Only the number is wanted: how many lines below contain "SkillLoader"?

----- Extracted data -----

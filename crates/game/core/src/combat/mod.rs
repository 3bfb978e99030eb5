//! Affinity and damage calculator.
//!
//! Pure functions with no internal state: affinity classification, damage
//! formulas and instant-kill checks. Callers apply the results to units.

mod affinity;
mod damage;
mod instant_kill;

pub use affinity::{Affinity, AffinityTable, Element, classify};
pub use damage::{
    AttackKind, DamageOutcome, apply_affinity, base_damage, raw_damage, resolve_hit,
};
pub use instant_kill::{InstantKillOutcome, resolve_instant_kill};
//! Content factory for assembling a match from data files.

use std::path::{Path, PathBuf};

use pressturn_core::{BattleConfig, Team};

use crate::catalog::{SkillCatalog, UnitCatalog};
use crate::loaders::{ConfigLoader, LoadResult, RosterLoader, SkillLoader, UnitLoader};

/// Everything needed to start a battle.
#[derive(Clone, Debug)]
pub struct MatchSetup {
    pub config: BattleConfig,
    pub skills: SkillCatalog,
    pub first: Team,
    pub second: Team,
}

/// Content factory that loads all battle content from a data directory.
///
/// # Directory Structure
///
/// ```text
/// data_dir/
/// ├── battle.toml
/// ├── skills.json
/// ├── samurai.json
/// ├── monsters.json
/// └── rosters/
///     └── *.txt
/// ```
pub struct ContentFactory {
    data_dir: PathBuf,
}

impl ContentFactory {
    /// Creates a new content factory pointing to a data directory.
    pub fn new(data_dir: impl Into<PathBuf>) -> Self {
        Self {
            data_dir: data_dir.into(),
        }
    }

    /// Load battle configuration from `battle.toml`.
    pub fn load_config(&self) -> LoadResult<BattleConfig> {
        ConfigLoader::load(&self.data_dir.join("battle.toml"))
    }

    /// Load the skill catalog from `skills.json`.
    pub fn load_skills(&self) -> LoadResult<SkillCatalog> {
        SkillLoader::load(&self.data_dir.join("skills.json"))
    }

    /// Load leaders from `samurai.json` and creatures from `monsters.json`.
    pub fn load_units(&self) -> LoadResult<UnitCatalog> {
        UnitLoader::load_catalog(
            &self.data_dir.join("samurai.json"),
            &self.data_dir.join("monsters.json"),
        )
    }

    /// Roster files shipped under `rosters/`.
    pub fn roster_files(&self) -> LoadResult<Vec<PathBuf>> {
        RosterLoader::list(&self.rosters_dir())
    }

    /// Loads every catalog, then validates and builds both teams of `roster`.
    ///
    /// A relative `roster` path is resolved against `rosters/`.
    pub fn prepare_match(&self, roster: &Path) -> LoadResult<MatchSetup> {
        let roster = if roster.is_relative() && !roster.exists() {
            self.rosters_dir().join(roster)
        } else {
            roster.to_path_buf()
        };

        let config = self.load_config()?;
        let skills = self.load_skills()?;
        let units = self.load_units()?;
        let [first, second] = RosterLoader::load(&roster)?;

        for spec in [&first, &second] {
            spec.validate(&skills)
                .map_err(|e| anyhow::anyhow!("Invalid team in {}: {}", roster.display(), e))?;
        }

        tracing::info!(roster = %roster.display(), "match content loaded");
        Ok(MatchSetup {
            config,
            skills,
            first: first.build(&units)?,
            second: second.build(&units)?,
        })
    }

    /// Returns the data directory path.
    pub fn data_dir(&self) -> &Path {
        &self.data_dir
    }

    fn rosters_dir(&self) -> PathBuf {
        self.data_dir.join("rosters")
    }
}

-----

| Task result |
2